I have always had a black thumb. I love plants, and long dreamed of having a lush garden, but somehow had never been able to translate that into reality. Years ago, when my kids were little, we had a plot in the community garden at Family Student Housing at UCR, but our patch never really took off. I think we grew one anemic watermelon and a couple of stunted cucumbers, but that was about it. Thankfully our neighbors were generous, letting us pluck their candy-sweet cherry tomatoes (especially delicious when warm off the vine), and giving us baskets of squash and eggplant.

This spring, Michael and I decided to try our hands at gardening together. We attended a class on edible landscaping, did a bunch of reading, talked with friends who were also planning gardens. It was exciting to see how many people we knew were making this leap into growing food--we even found out that the people who moved into my last house started a local organization, Growcology, dedicated to educating the public about organic gardening and sustainability. One dear friend used being laid off from her teaching job as an opportunity to follow her dreams and start her own regenerative gardening/permaculture business. I love being part of this upswell.

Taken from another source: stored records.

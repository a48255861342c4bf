//! Criterion benchmarks for rust_ordered_logger

use criterion::{black_box, criterion_group, criterion_main, BenchmarkId, Criterion, Throughput};
use rust_ordered_logger::core::template::{align, render, split_rhs};
use rust_ordered_logger::core::{IndexFormat, StackCapture};
use rust_ordered_logger::prelude::*;
use serde_json::json;

/// Capture returning a fixed stack, so resolution cost stays constant
struct FixedStack;

impl StackCapture for FixedStack {
    fn capture(&self) -> Option<String> {
        Some(
            "Error\n    at enqueue (src/core/logger.rs:140:21)\n    at info (src/core/logger.rs:86:17)\n    at bench::run (benches/logger_benchmarks.rs:20:5)"
                .to_string(),
        )
    }
}

fn memory_logger(format: &str) -> Logger {
    Logger::builder()
        .format(format)
        .level(LogLevel::Trace)
        .stack_capture(FixedStack)
        .transport(MemoryTransport::new())
        .build()
        .expect("Failed to build logger")
}

// ============================================================================
// Logger Creation Benchmarks
// ============================================================================

fn bench_logger_creation(c: &mut Criterion) {
    let mut group = c.benchmark_group("logger_creation");
    group.throughput(Throughput::Elements(1));

    group.bench_function("builder_memory", |b| {
        b.iter(|| {
            let logger = Logger::builder()
                .transport(MemoryTransport::new())
                .build();
            black_box(logger)
        });
    });

    group.finish();
}

// ============================================================================
// Logging Throughput Benchmarks
// ============================================================================

fn bench_logging(c: &mut Criterion) {
    let mut group = c.benchmark_group("logging");
    group.throughput(Throughput::Elements(1));

    // Templates without location placeholders skip stack capture
    let plain = memory_logger("{{index}} <{{title}}> {{message}}");
    group.bench_function("info_without_location", |b| {
        b.iter(|| {
            plain.info(black_box("Info message"));
        });
    });
    plain.flush().expect("Failed to flush");

    let located = memory_logger("{{index}} <{{title}}> {{message}}{{rhs}}{{file}}:{{line}}");
    group.bench_function("info_with_location", |b| {
        b.iter(|| {
            located.info(black_box("Info message"));
        });
    });
    located.flush().expect("Failed to flush");

    group.bench_function("info_round_trip", |b| {
        b.iter(|| {
            located.info(black_box("Info message"));
            located.flush().expect("Failed to flush");
        });
    });

    group.finish();
}

fn bench_level_filtering(c: &mut Criterion) {
    let mut group = c.benchmark_group("level_filtering");
    group.throughput(Throughput::Elements(1));

    let logger = memory_logger("{{message}}");
    logger.set_level(LogLevel::Error);

    // Below the threshold; nothing is captured or queued
    group.bench_function("filtered_out", |b| {
        b.iter(|| {
            logger.debug(black_box("Debug message"));
        });
    });

    group.finish();
}

// ============================================================================
// Formatting Benchmarks
// ============================================================================

fn bench_template(c: &mut Criterion) {
    let mut group = c.benchmark_group("template");

    let data = json!({
        "index": "001",
        "timestamp": "2024-01-01T00:00:00+0000",
        "title": "INFO",
        "message": "User logged in",
        "file": "./src/app.rs",
        "line": 30,
        "user": { "name": "alice" }
    });

    group.bench_function("render", |b| {
        b.iter(|| {
            render(
                black_box("{{index}} {{timestamp}} <{{title}}> {{message}} {{user.name}}"),
                black_box(&data),
            )
        });
    });

    group.bench_function("split_rhs", |b| {
        b.iter(|| split_rhs(black_box("{{index}} <{{title}}>{{rhs}}{{file}}:{{line}}")));
    });

    for width in [80usize, 180, 400] {
        group.bench_with_input(BenchmarkId::new("align", width), &width, |b, &width| {
            b.iter(|| align(black_box("001 <INFO> User logged in"), black_box("./src/app.rs:30"), width));
        });
    }

    let index_format: IndexFormat = "%06d".parse().expect("valid index format");
    group.bench_function("index_format", |b| {
        b.iter(|| index_format.format(black_box(4242)));
    });

    let timestamp = TimestampFormat::default();
    group.bench_function("timestamp_now", |b| {
        b.iter(|| timestamp.now());
    });

    group.finish();
}

criterion_group!(
    benches,
    bench_logger_creation,
    bench_logging,
    bench_level_filtering,
    bench_template,
);

criterion_main!(benches);
//! Template rendering for log lines
//!
//! Formats contain `{{path}}` placeholders, where `path` is a dotted path
//! (`file`, `a.b.c`) into the serialized record. The placeholder grammar is
//! matched case-insensitively, but lookups are case-sensitive: `{{Title}}`
//! is recognised as a placeholder and then fails because the record only has
//! `title`.
//!
//! A format may contain the [`RHS_MARKER`]; the two halves are rendered
//! separately and joined with enough spaces to right-align the second half
//! at the configured line width (see [`align`]).

use super::error::{LoggerError, Result};
use regex::Regex;
use serde::Serialize;
use serde_json::Value;
use std::sync::OnceLock;

/// Marker splitting a format into left and right aligned halves
pub const RHS_MARKER: &str = "{{rhs}}";

fn placeholder_pattern() -> &'static Regex {
    static PATTERN: OnceLock<Regex> = OnceLock::new();
    PATTERN.get_or_init(|| {
        Regex::new(r"(?i)\{\{\s*([a-z0-9_][.a-z0-9_]*)\s*\}\}")
            .expect("placeholder pattern is a valid regex")
    })
}

/// Render `template` against any serializable record.
///
/// # Errors
///
/// Returns [`LoggerError::MissingKey`] if a placeholder path is absent; no
/// partial output is produced.
///
/// # Example
///
/// ```
/// use rust_ordered_logger::core::template::render;
/// use serde_json::json;
///
/// let data = json!({ "index": "001", "title": "INFO", "message": "hello" });
/// let line = render("{{index}} <{{title}}> {{message}}", &data).unwrap();
/// assert_eq!(line, "001 <INFO> hello");
/// ```
pub fn render<T: Serialize + ?Sized>(template: &str, data: &T) -> Result<String> {
    let value = serde_json::to_value(data)?;
    render_value(template, &value)
}

/// Render `template` against an already serialized record
pub fn render_value(template: &str, data: &Value) -> Result<String> {
    let mut output = String::with_capacity(template.len());
    let mut last = 0;

    for caps in placeholder_pattern().captures_iter(template) {
        let (Some(tag), Some(token)) = (caps.get(0), caps.get(1)) else {
            continue;
        };

        let value = lookup(data, token.as_str())
            .ok_or_else(|| LoggerError::missing_key(token.as_str(), tag.as_str()))?;

        output.push_str(&template[last..tag.start()]);
        push_value(&mut output, value);
        last = tag.end();
    }

    output.push_str(&template[last..]);
    Ok(output)
}

/// Placeholder paths referenced by `template`, in order of appearance
pub fn placeholders(template: &str) -> impl Iterator<Item = &str> {
    placeholder_pattern()
        .captures_iter(template)
        .filter_map(|caps| caps.get(1).map(|m| m.as_str()))
}

/// Split a format on [`RHS_MARKER`].
///
/// The right half ends at the next marker; anything after a second marker
/// is not rendered.
pub fn split_rhs(format: &str) -> (&str, Option<&str>) {
    let mut parts = format.split(RHS_MARKER);
    let lhs = parts.next().unwrap_or_default();
    (lhs, parts.next())
}

/// Join `lhs` and `rhs` so that `rhs` ends at column `width`.
///
/// Lines already wider than `width` are joined as-is, never truncated.
pub fn align(lhs: &str, rhs: &str, width: usize) -> String {
    let used = lhs.chars().count() + rhs.chars().count();
    let pad = width.saturating_sub(used);

    let mut line = String::with_capacity(lhs.len() + pad + rhs.len());
    line.push_str(lhs);
    line.extend(std::iter::repeat(' ').take(pad));
    line.push_str(rhs);
    line
}

fn lookup<'a>(data: &'a Value, path: &str) -> Option<&'a Value> {
    path.split('.').try_fold(data, |current, segment| match current {
        Value::Object(map) => map.get(segment),
        Value::Array(items) => segment.parse::<usize>().ok().and_then(|i| items.get(i)),
        _ => None,
    })
}

fn push_value(output: &mut String, value: &Value) {
    match value {
        Value::String(s) => output.push_str(s),
        other => output.push_str(&other.to_string()),
    }
}
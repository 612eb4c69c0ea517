//! Scripted capture and landmark sources.
//!
//! Deterministic stand-ins for the camera and the landmark model, used by
//! tests and by the simulator binary. Frame timestamps advance by a fixed
//! step regardless of wall-clock time, so dwell timing is exact.

use std::sync::atomic::{AtomicU64, AtomicUsize, Ordering};
use std::sync::Arc;
use std::time::Duration;

use async_trait::async_trait;
use image::RgbImage;
use mindread_models::{LandmarkSet, Point2, Zone};

use crate::error::{VisionError, VisionResult};
use crate::source::{CaptureDevice, CaptureStream, LandmarkSource, VideoFrame};

/// Rotation ratio used for synthetic turned faces.
pub const SYNTHETIC_TURN_RATIO: f64 = 0.8;

const SYNTHETIC_WIDTH: u32 = 64;
const SYNTHETIC_HEIGHT: u32 = 48;

/// Front-facing face whose nose is displaced by `ratio` half eye-distances.
pub fn face_with_ratio(ratio: f64) -> LandmarkSet {
    let (left_eye_x, right_eye_x) = (0.4, 0.6);
    let center_x = 0.5;
    let half_eye = (right_eye_x - left_eye_x) * 0.5;
    let nose_x = center_x + ratio * half_eye;

    let contour: Vec<Point2> = (0..16)
        .map(|i| {
            let angle = i as f64 / 16.0 * std::f64::consts::TAU;
            Point2::new(center_x + 0.18 * angle.cos(), 0.5 + 0.25 * angle.sin())
        })
        .collect();

    LandmarkSet::from_features(
        Point2::new(nose_x, 0.5),
        Point2::new(left_eye_x, 0.4),
        Point2::new(right_eye_x, 0.4),
        Point2::new(0.42 + ratio * 0.02, 0.65),
        Point2::new(0.58 + ratio * 0.02, 0.65),
        &contour,
    )
}

/// Landmarks a model would return for a player looking toward `zone`.
pub fn synthetic_face(zone: Zone) -> Option<LandmarkSet> {
    match zone {
        Zone::Left => Some(face_with_ratio(-SYNTHETIC_TURN_RATIO)),
        Zone::Right => Some(face_with_ratio(SYNTHETIC_TURN_RATIO)),
        Zone::Center => Some(face_with_ratio(0.0)),
        Zone::None => None,
    }
}

#[derive(Debug, Clone, Copy, PartialEq, Eq)]
enum OpenBehavior {
    Stream,
    Denied,
    Missing,
}

/// Camera that emits blank frames at a fixed timestamp step.
#[derive(Debug)]
pub struct ScriptedCamera {
    frame_step: Duration,
    frame_limit: Option<u64>,
    behavior: OpenBehavior,
    opened: AtomicUsize,
    released: Arc<AtomicUsize>,
}

impl ScriptedCamera {
    /// Camera that delivers `frame_count` frames and then disappears.
    pub fn new(frame_step: Duration, frame_count: u64) -> Self {
        Self::with(frame_step, Some(frame_count), OpenBehavior::Stream)
    }

    /// Camera that streams until released.
    pub fn endless(frame_step: Duration) -> Self {
        Self::with(frame_step, None, OpenBehavior::Stream)
    }

    /// Camera whose permission prompt is always refused.
    pub fn denied() -> Self {
        Self::with(Duration::from_millis(33), None, OpenBehavior::Denied)
    }

    /// Machine without a camera.
    pub fn missing() -> Self {
        Self::with(Duration::from_millis(33), None, OpenBehavior::Missing)
    }

    fn with(frame_step: Duration, frame_limit: Option<u64>, behavior: OpenBehavior) -> Self {
        Self {
            frame_step,
            frame_limit,
            behavior,
            opened: AtomicUsize::new(0),
            released: Arc::new(AtomicUsize::new(0)),
        }
    }

    /// Number of successful `open` calls.
    pub fn open_count(&self) -> usize {
        self.opened.load(Ordering::SeqCst)
    }

    /// Number of streams released.
    pub fn release_count(&self) -> usize {
        self.released.load(Ordering::SeqCst)
    }
}

#[async_trait]
impl CaptureDevice for ScriptedCamera {
    async fn open(&self) -> VisionResult<Box<dyn CaptureStream>> {
        match self.behavior {
            OpenBehavior::Denied => Err(VisionError::permission_denied(
                "user dismissed the camera prompt",
            )),
            OpenBehavior::Missing => Err(VisionError::device_unavailable("no camera attached")),
            OpenBehavior::Stream => {
                self.opened.fetch_add(1, Ordering::SeqCst);
                Ok(Box::new(ScriptedStream {
                    image: Arc::new(RgbImage::new(SYNTHETIC_WIDTH, SYNTHETIC_HEIGHT)),
                    frame_step: self.frame_step,
                    frame_limit: self.frame_limit,
                    next_index: 0,
                    released: Arc::clone(&self.released),
                    live: true,
                }))
            }
        }
    }

    fn name(&self) -> &str {
        "scripted"
    }
}

struct ScriptedStream {
    image: Arc<RgbImage>,
    frame_step: Duration,
    frame_limit: Option<u64>,
    next_index: u64,
    released: Arc<AtomicUsize>,
    live: bool,
}

#[async_trait]
impl CaptureStream for ScriptedStream {
    async fn next_frame(&mut self) -> Option<VideoFrame> {
        if !self.live || self.frame_limit.is_some_and(|limit| self.next_index >= limit) {
            return None;
        }
        let index = u32::try_from(self.next_index).ok()?;
        let timestamp = self.frame_step.checked_mul(index)?;
        self.next_index += 1;
        Some(VideoFrame::new(Arc::clone(&self.image), timestamp))
    }

    async fn release(&mut self) {
        if self.live {
            self.live = false;
            self.released.fetch_add(1, Ordering::SeqCst);
        }
    }
}

/// What the scripted landmark model reports for one frame.
#[derive(Debug, Clone, Copy, PartialEq, Eq)]
pub enum ScriptedFrame {
    /// A face looking toward the zone (`Zone::None` means no face).
    Look(Zone),
    /// The model errors on this frame.
    Fail,
}

type Script = Box<dyn Fn(Duration) -> ScriptedFrame + Send + Sync>;

/// Landmark source driven by a function of the frame timestamp.
pub struct ScriptedLandmarks {
    script: Script,
    latency: Duration,
    calls: AtomicU64,
    in_flight: AtomicUsize,
    max_in_flight: AtomicUsize,
}

impl ScriptedLandmarks {
    pub fn new<F>(script: F) -> Self
    where
        F: Fn(Duration) -> ScriptedFrame + Send + Sync + 'static,
    {
        Self {
            script: Box::new(script),
            latency: Duration::ZERO,
            calls: AtomicU64::new(0),
            in_flight: AtomicUsize::new(0),
            max_in_flight: AtomicUsize::new(0),
        }
    }

    /// Same gaze on every frame.
    pub fn constant(zone: Zone) -> Self {
        Self::new(move |_| ScriptedFrame::Look(zone))
    }

    /// Piecewise script: each entry applies from its timestamp until the next.
    /// Frames before the first entry have no face.
    pub fn timeline(steps: Vec<(Duration, ScriptedFrame)>) -> Self {
        Self::new(move |at| {
            steps
                .iter()
                .rev()
                .find(|(from, _)| *from <= at)
                .map_or(ScriptedFrame::Look(Zone::None), |(_, frame)| *frame)
        })
    }

    /// Simulate a slow model by sleeping before each result.
    pub fn with_latency(mut self, latency: Duration) -> Self {
        self.latency = latency;
        self
    }

    pub fn call_count(&self) -> u64 {
        self.calls.load(Ordering::SeqCst)
    }

    /// Largest number of overlapping `detect` calls seen.
    pub fn max_in_flight(&self) -> usize {
        self.max_in_flight.load(Ordering::SeqCst)
    }
}

#[async_trait]
impl LandmarkSource for ScriptedLandmarks {
    async fn detect(&self, frame: &VideoFrame) -> VisionResult<Option<LandmarkSet>> {
        self.calls.fetch_add(1, Ordering::SeqCst);
        let now_in_flight = self.in_flight.fetch_add(1, Ordering::SeqCst) + 1;
        self.max_in_flight.fetch_max(now_in_flight, Ordering::SeqCst);

        if !self.latency.is_zero() {
            tokio::time::sleep(self.latency).await;
        }

        self.in_flight.fetch_sub(1, Ordering::SeqCst);
        match (self.script)(frame.timestamp) {
            ScriptedFrame::Look(zone) => Ok(synthetic_face(zone)),
            ScriptedFrame::Fail => Err(VisionError::landmark_failed(format!(
                "scripted failure at {:?}",
                frame.timestamp
            ))),
        }
    }

    fn name(&self) -> &'static str {
        "scripted"
    }
}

We planted corn, beans, peas, lettuce, eggplant, peppers, honeydew, cucumber, loofa (which I had always thought was a sea sponge, not a gourd!), pumpkins, sunflowers, onions, and four kinds of tomatoes (like the true writer geek I am, I chose two of the varieties of tomatoes based on my books coming out next year--yellow pear tomatoes for PEARS and Abe Lincoln tomatoes for MY LIFE WITH THE LINCOLNS.) Some we started from seed, others from seedlings from the nursery and the farmers' market. It was right around the time that we were doing all this planting that--unknown to us--the baby was conceived. It feels fitting that the baby began when so much other life was germinating around us.

Not all the seeds took, and some of the plants withered quickly in the sun, but many others have taken root--the stalks of corn are growing tall and sturdy, the peppers and eggplant and peas are blossoming, and we've already been able to harvest some of the lettuce. Onions that we had given up on started to push through the soil weeks after we expected them to--some cucumber plants popped up weeks after their sister seeds, as well. The tomatoes are especially exciting, the vines tall and shaggy and full of green fruit. The green zebra tomatoes were the first to start burgeoning, and it's been so lovely to watch them grow rounder and fuller as my belly starts to get rounder and fuller, too. It makes me feel part of something bigger than myself--part of a deeper cycle. Such abundance!